#### [BRIEF]
Which lines below contain the word "Deserialize"? Copy each one.

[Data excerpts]
━━━━━━
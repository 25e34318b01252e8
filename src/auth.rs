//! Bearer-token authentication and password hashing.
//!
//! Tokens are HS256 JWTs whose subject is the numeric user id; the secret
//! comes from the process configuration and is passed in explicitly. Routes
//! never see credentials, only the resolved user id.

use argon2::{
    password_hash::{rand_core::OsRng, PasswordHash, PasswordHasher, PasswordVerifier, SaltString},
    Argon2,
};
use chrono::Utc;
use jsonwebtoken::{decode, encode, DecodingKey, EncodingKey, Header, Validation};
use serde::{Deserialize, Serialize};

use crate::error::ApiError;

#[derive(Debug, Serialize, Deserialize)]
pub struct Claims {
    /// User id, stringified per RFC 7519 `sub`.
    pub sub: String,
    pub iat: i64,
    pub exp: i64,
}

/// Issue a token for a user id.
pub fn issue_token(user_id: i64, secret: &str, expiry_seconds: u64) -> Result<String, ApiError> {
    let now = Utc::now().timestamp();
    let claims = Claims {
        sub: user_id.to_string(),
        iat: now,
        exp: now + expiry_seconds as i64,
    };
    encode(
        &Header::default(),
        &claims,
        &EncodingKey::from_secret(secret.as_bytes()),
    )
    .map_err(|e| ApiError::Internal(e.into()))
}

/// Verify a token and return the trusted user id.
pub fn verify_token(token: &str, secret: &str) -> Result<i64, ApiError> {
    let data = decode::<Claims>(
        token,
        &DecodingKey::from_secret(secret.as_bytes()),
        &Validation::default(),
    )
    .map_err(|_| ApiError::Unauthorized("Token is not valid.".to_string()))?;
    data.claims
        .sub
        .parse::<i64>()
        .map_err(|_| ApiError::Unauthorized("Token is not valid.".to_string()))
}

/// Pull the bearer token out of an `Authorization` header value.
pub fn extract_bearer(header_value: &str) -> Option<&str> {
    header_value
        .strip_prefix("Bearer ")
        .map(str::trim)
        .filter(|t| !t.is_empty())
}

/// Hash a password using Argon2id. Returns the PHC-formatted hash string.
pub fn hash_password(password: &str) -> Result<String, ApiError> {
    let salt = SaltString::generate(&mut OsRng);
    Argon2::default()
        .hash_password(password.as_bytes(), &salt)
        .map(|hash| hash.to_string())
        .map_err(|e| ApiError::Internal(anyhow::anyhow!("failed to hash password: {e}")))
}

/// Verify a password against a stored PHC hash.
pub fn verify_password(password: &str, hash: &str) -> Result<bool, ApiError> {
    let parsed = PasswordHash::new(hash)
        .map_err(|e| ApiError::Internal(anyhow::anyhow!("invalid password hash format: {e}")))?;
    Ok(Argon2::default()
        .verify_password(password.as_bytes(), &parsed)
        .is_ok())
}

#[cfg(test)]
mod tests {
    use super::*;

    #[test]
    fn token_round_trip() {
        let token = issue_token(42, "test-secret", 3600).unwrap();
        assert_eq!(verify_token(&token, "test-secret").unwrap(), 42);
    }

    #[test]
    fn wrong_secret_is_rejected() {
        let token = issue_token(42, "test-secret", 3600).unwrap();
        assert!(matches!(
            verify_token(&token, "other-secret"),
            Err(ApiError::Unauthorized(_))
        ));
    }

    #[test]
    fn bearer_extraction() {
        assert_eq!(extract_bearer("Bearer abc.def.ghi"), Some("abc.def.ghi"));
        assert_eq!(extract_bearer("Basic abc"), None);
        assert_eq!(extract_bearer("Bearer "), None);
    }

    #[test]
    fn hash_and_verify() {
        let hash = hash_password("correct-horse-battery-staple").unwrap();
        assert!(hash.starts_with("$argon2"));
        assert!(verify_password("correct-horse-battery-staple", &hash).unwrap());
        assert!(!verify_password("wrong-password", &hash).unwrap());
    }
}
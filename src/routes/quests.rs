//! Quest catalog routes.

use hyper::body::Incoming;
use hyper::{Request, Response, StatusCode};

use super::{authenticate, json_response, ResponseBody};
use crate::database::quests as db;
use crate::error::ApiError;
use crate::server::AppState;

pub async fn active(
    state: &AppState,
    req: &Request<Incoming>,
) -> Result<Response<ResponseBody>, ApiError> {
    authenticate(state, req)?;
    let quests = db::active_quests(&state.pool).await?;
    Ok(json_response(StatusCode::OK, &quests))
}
━━━━━━
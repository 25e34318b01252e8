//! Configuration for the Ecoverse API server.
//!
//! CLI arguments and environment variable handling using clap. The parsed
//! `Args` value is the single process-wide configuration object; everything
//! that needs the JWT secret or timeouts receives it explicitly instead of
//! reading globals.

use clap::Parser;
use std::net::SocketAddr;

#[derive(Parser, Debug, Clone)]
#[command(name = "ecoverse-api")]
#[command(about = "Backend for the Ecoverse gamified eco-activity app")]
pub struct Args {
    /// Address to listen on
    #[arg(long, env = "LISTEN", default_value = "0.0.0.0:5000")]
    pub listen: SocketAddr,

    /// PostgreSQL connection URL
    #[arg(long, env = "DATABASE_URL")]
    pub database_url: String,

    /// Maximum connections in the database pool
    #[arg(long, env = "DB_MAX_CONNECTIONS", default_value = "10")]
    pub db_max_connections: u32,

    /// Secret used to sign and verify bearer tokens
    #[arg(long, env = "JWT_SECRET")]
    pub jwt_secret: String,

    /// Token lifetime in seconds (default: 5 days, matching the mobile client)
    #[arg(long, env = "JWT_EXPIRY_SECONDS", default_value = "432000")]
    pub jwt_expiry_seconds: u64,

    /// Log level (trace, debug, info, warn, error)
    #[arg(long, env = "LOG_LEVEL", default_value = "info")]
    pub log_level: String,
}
━━━━━━
#### [EXERCISE OUTPUT]
use serde::{Deserialize, Serialize};
#[derive(Debug, Serialize, Deserialize)]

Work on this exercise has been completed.